The biggest constitutional change in New Zealand in the twentieth century was the adoption of the Mixed-member proportional system of electing Members of Parliament, although this cannot yet be regarded as an enduring change. What place the Treaty of Waitangi occupies in the New Zealand Constitution and the legal system has attracted strong controversy for 20 years. There seems little prospect of a community consensus emerging on that matter. New Zealand does adhere to the rule of law, but there is a large area of vagueness surrounding that notion when it is subjected to analysis. New Zealand remains a constitutional monarchy, although it has also been described as a disguised republic and the present Prime Minister has stated “…we are a de facto republic, as in Australia.” Whether New Zealand will move to become a de jure republic will be driven by democratic preferences; but the consequences of such a move will be profound in constitutional terms and may serve to unlock a whole range of issues that could propel New Zealand towards a written constitution.

If the Constitution is to be changed there are challenging issues as to how to accomplish it, some of which have been examined by Professor Bruce Harris.8 In considering constitutional issues it is always useful to remember that Constitutions are a human construct and they are driven by social and political values. The Constitution cannot be seen, touched, heard or smelt. But it does have a profound influence on how power is distributed and how public decisions are made. Such is the nature of the issues upon which this seminar is designed to stimulate thought and discussion. Has New Zealand’s constitutional moment arrived? In many ways the New Zealand Constitution is essentially a political Constitution and changing it formally will involve a substantial degree of political consensus.

The Constitution Act 1986 governs some of the main powers assigned to the branches of government in New Zealand, the:

  • Sovereign
  • Executive
  • Legislature
  • Judiciary

Yet in many ways the nature of the act is fragmentary. It is necessary to look elsewhere for the nature and extent of many of the powers. These are in judicial decisions, other Acts of Parliament, instruments of the royal prerogative, the Treaty of Waitangi, international law, parliamentary law and procedures and constitutional conventions. International law in particular is an increasing source of obligations that have to be embedded in the New Zealand legal system so that the country can meet the increasing web of international arrangements that regulate so many human affairs these days, from international trade to combating terrorism and the promotion of human rights.

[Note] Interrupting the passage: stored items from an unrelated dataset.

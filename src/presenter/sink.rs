use std::sync::{Arc, Mutex};

use tracing::error;

use crate::errors::PhishGuardError;
use crate::presenter::ViewState;
use crate::render::html::{render_document, render_panel};

/// The UI surface a presenter writes into.
pub trait ResultSink: Send + Sync {
    /// Replace whatever the panel shows with `view`.
    fn show(&self, view: &ViewState);

    /// Enable or disable the control that triggers a scan.
    fn set_trigger_enabled(&self, _enabled: bool) {}
}

/// Forwards every call to several sinks, in order.
pub struct SinkSet {
    sinks: Vec<Arc<dyn ResultSink>>,
}

impl SinkSet {
    pub fn new(sinks: Vec<Arc<dyn ResultSink>>) -> Self {
        Self { sinks }
    }
}

impl ResultSink for SinkSet {
    fn show(&self, view: &ViewState) {
        for sink in &self.sinks {
            sink.show(view);
        }
    }

    fn set_trigger_enabled(&self, enabled: bool) {
        for sink in &self.sinks {
            sink.set_trigger_enabled(enabled);
        }
    }
}

const RENDER_FAILURE_MARKUP: &str = r#"<span class="error">Error: result could not be displayed</span>"#;

/// Snapshot of an [`HtmlPanel`].
#[derive(Debug, Clone, PartialEq, Eq)]
pub struct PanelContents {
    /// Inner markup of the result box.
    pub markup: String,
    pub hidden: bool,
    /// Last validation prompt shown to the user, outside the panel.
    pub alert: Option<String>,
    pub trigger_enabled: bool,
}

impl Default for PanelContents {
    fn default() -> Self {
        Self {
            markup: String::new(),
            hidden: true,
            alert: None,
            trigger_enabled: true,
        }
    }
}

/// Result box holding escaped HTML, one visible result at a time.
#[derive(Debug, Default)]
pub struct HtmlPanel {
    contents: Mutex<PanelContents>,
}

impl HtmlPanel {
    pub fn new() -> Self {
        Self::default()
    }

    pub fn snapshot(&self) -> PanelContents {
        self.contents.lock().unwrap_or_else(|e| e.into_inner()).clone()
    }

    pub fn markup(&self) -> String {
        self.snapshot().markup
    }

    /// Standalone page containing the current panel.
    pub fn to_document(&self, title: &str) -> Result<String, PhishGuardError> {
        let contents = self.snapshot();
        render_document(title, &contents.markup, contents.hidden)
    }
}

impl ResultSink for HtmlPanel {
    fn show(&self, view: &ViewState) {
        let mut contents = self.contents.lock().unwrap_or_else(|e| e.into_inner());
        match view {
            ViewState::ValidationShown { message } => {
                contents.alert = Some(message.clone());
            }
            ViewState::Idle => {
                contents.markup.clear();
                contents.hidden = true;
            }
            _ => {
                contents.markup = match render_panel(view) {
                    Ok(Some(markup)) => markup,
                    Ok(None) => String::new(),
                    Err(e) => {
                        error!(error = %e, state = view.name(), "Failed to render panel");
                        RENDER_FAILURE_MARKUP.to_string()
                    }
                };
                contents.hidden = false;
                contents.alert = None;
            }
        }
    }

    fn set_trigger_enabled(&self, enabled: bool) {
        self.contents.lock().unwrap_or_else(|e| e.into_inner()).trigger_enabled = enabled;
    }
}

Constitutional conventions are recognized, norms, practices or customs generally followed. For example, almost all of Cabinet government is a creature of constitutional convention. Collective Cabinet responsibility, individual ministerial responsibility and restraint on the exercise of power by the Queen or Governor-General are all examples of important constitutional conventions. And many of these are not legally enforceable in the courts. For this reason one of the best practical guides to the conduct of government in New Zealand is the Cabinet Manual 2001. This document published by the Cabinet Office and agreed by Cabinet sets out many of the constitutional conventions and procedures of Cabinet in New Zealand. Some of the most important conventions, relating to Cabinet government and ministerial responsibility are most usefully stated there.

In addition to the sources discussed above a number of broader constitutional principles and doctrines infuse the New Zealand Constitution. These include such matters as the centrality of democratic government, the idea of a party politically neutral public service, the rule of law, the independence of the judiciary, the separation of powers, freedom of expression, transparency, access to official information and ministerial responsibility. The content and range of these doctrines, if sometimes disputed, nevertheless do represent a set of values that exert a powerful influence on the behaviour of the system of government. In a democracy, and New Zealand is one of the world’s oldest, public opinion ultimately determines what happens.